** Task item **
Your task is to work out how many lines in the data include the word "SourceTimeout". Reply with the number alone.

** Data for this task **
▼▼▼
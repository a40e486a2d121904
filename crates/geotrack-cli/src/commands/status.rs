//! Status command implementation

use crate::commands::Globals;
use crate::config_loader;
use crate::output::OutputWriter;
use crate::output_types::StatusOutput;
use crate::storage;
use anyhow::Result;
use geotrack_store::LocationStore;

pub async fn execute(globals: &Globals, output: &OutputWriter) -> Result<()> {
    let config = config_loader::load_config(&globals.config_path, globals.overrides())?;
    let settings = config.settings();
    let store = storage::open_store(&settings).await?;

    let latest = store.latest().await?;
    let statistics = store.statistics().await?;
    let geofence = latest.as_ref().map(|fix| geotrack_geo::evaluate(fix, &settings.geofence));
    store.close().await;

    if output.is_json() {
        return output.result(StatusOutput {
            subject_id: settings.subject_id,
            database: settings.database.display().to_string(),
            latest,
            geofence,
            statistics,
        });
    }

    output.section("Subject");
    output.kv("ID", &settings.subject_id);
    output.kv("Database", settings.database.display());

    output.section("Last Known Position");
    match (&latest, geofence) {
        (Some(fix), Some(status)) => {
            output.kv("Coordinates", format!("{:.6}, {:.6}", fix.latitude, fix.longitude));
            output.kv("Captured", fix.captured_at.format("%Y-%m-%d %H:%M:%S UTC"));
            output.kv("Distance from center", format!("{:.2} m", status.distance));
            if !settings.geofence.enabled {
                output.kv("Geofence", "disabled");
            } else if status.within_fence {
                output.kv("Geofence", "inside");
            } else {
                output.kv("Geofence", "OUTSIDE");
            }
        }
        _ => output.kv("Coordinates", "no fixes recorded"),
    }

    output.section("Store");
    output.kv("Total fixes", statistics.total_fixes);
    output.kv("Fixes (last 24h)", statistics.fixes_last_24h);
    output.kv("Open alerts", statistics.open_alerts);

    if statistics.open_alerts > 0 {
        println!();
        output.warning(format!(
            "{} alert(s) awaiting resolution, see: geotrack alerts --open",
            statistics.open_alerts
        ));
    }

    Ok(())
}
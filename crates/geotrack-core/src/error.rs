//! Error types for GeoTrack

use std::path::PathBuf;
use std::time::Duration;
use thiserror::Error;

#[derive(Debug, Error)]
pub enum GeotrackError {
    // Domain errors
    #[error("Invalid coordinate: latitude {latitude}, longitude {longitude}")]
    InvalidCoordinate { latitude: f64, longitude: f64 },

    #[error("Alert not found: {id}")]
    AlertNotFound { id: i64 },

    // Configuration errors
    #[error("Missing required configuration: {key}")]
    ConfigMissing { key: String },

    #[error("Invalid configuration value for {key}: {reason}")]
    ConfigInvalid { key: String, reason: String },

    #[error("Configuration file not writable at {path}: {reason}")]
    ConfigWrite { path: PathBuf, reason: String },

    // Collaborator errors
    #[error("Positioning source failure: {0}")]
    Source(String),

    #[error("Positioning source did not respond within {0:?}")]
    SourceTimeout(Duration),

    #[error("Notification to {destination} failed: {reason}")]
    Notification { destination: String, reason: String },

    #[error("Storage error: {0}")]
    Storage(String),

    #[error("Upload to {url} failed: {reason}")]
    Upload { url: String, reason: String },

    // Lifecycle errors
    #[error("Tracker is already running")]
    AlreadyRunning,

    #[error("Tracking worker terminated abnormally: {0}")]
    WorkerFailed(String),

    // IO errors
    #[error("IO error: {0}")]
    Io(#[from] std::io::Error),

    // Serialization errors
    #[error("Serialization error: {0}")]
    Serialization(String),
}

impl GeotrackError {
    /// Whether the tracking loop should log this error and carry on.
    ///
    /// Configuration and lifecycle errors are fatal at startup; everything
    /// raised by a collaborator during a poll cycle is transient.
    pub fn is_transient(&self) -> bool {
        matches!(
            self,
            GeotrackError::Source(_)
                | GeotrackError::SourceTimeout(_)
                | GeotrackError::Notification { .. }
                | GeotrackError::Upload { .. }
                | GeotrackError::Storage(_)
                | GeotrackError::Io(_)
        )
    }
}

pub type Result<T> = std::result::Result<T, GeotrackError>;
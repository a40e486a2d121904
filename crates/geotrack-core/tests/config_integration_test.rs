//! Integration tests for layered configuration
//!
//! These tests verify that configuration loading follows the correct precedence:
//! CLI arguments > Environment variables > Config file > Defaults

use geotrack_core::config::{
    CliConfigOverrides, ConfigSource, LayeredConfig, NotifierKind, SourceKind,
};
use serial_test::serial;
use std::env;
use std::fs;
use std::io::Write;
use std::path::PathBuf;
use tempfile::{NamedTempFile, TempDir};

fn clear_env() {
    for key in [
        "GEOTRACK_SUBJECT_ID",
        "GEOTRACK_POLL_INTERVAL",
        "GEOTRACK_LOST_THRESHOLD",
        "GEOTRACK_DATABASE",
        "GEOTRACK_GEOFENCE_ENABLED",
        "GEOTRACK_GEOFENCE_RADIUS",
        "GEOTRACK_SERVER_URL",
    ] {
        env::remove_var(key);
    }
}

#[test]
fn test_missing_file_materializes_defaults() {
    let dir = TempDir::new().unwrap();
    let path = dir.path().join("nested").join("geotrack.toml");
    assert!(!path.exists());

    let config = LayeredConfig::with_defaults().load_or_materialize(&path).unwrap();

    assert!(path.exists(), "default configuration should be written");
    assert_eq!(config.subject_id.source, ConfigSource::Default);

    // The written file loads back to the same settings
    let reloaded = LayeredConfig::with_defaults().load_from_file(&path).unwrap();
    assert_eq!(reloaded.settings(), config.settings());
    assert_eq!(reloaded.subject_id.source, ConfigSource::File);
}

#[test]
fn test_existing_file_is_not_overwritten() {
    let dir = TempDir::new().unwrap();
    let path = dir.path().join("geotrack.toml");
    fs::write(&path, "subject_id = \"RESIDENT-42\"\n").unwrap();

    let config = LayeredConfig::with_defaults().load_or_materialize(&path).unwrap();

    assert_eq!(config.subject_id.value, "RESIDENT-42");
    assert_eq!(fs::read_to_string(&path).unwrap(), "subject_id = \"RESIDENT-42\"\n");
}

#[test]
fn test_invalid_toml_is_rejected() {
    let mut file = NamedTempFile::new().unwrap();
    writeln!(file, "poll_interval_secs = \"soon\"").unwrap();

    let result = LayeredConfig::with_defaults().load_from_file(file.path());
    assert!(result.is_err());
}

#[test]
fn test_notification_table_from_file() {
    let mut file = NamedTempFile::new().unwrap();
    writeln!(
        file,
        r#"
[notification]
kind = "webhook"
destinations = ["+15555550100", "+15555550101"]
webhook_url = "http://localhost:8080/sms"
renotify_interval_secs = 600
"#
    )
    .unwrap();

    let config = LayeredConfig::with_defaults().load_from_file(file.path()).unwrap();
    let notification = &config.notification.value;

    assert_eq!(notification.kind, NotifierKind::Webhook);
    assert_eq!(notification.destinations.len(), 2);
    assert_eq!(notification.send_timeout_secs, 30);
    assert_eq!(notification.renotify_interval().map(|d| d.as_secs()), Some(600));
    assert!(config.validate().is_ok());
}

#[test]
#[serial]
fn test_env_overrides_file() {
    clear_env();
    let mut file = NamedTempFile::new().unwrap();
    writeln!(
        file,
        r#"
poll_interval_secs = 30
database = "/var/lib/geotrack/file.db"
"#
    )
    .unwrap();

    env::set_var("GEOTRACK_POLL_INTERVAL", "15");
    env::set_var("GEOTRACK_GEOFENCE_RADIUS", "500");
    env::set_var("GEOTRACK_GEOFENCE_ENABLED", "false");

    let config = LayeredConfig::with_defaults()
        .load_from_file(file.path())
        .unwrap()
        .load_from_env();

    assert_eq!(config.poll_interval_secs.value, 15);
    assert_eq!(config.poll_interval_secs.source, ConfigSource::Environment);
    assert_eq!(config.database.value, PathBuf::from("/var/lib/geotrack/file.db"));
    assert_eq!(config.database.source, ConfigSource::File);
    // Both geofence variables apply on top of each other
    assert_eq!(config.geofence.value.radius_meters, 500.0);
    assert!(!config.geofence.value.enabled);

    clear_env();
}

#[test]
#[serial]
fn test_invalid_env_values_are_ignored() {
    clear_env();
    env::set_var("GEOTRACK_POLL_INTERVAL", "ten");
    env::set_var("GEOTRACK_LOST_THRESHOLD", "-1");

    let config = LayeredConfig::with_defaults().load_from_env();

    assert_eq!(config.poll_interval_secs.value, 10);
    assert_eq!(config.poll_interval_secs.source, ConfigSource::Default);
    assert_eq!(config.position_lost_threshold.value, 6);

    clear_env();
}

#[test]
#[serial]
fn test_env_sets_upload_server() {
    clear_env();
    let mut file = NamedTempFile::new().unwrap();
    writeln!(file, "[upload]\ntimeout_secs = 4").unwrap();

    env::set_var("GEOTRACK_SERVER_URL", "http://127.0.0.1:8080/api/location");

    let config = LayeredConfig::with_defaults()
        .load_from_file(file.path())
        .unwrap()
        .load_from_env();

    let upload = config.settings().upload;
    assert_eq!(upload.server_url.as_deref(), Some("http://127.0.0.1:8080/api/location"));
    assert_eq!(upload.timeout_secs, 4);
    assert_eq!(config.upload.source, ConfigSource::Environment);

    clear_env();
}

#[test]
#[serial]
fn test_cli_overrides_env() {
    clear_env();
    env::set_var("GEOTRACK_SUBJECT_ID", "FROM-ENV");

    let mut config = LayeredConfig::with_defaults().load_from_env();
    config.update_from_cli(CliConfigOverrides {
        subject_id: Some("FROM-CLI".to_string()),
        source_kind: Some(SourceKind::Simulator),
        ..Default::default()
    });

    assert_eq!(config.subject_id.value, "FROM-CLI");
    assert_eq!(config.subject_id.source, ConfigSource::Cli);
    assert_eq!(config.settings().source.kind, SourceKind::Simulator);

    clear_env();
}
▲▲▲
** Response to this exercise **
2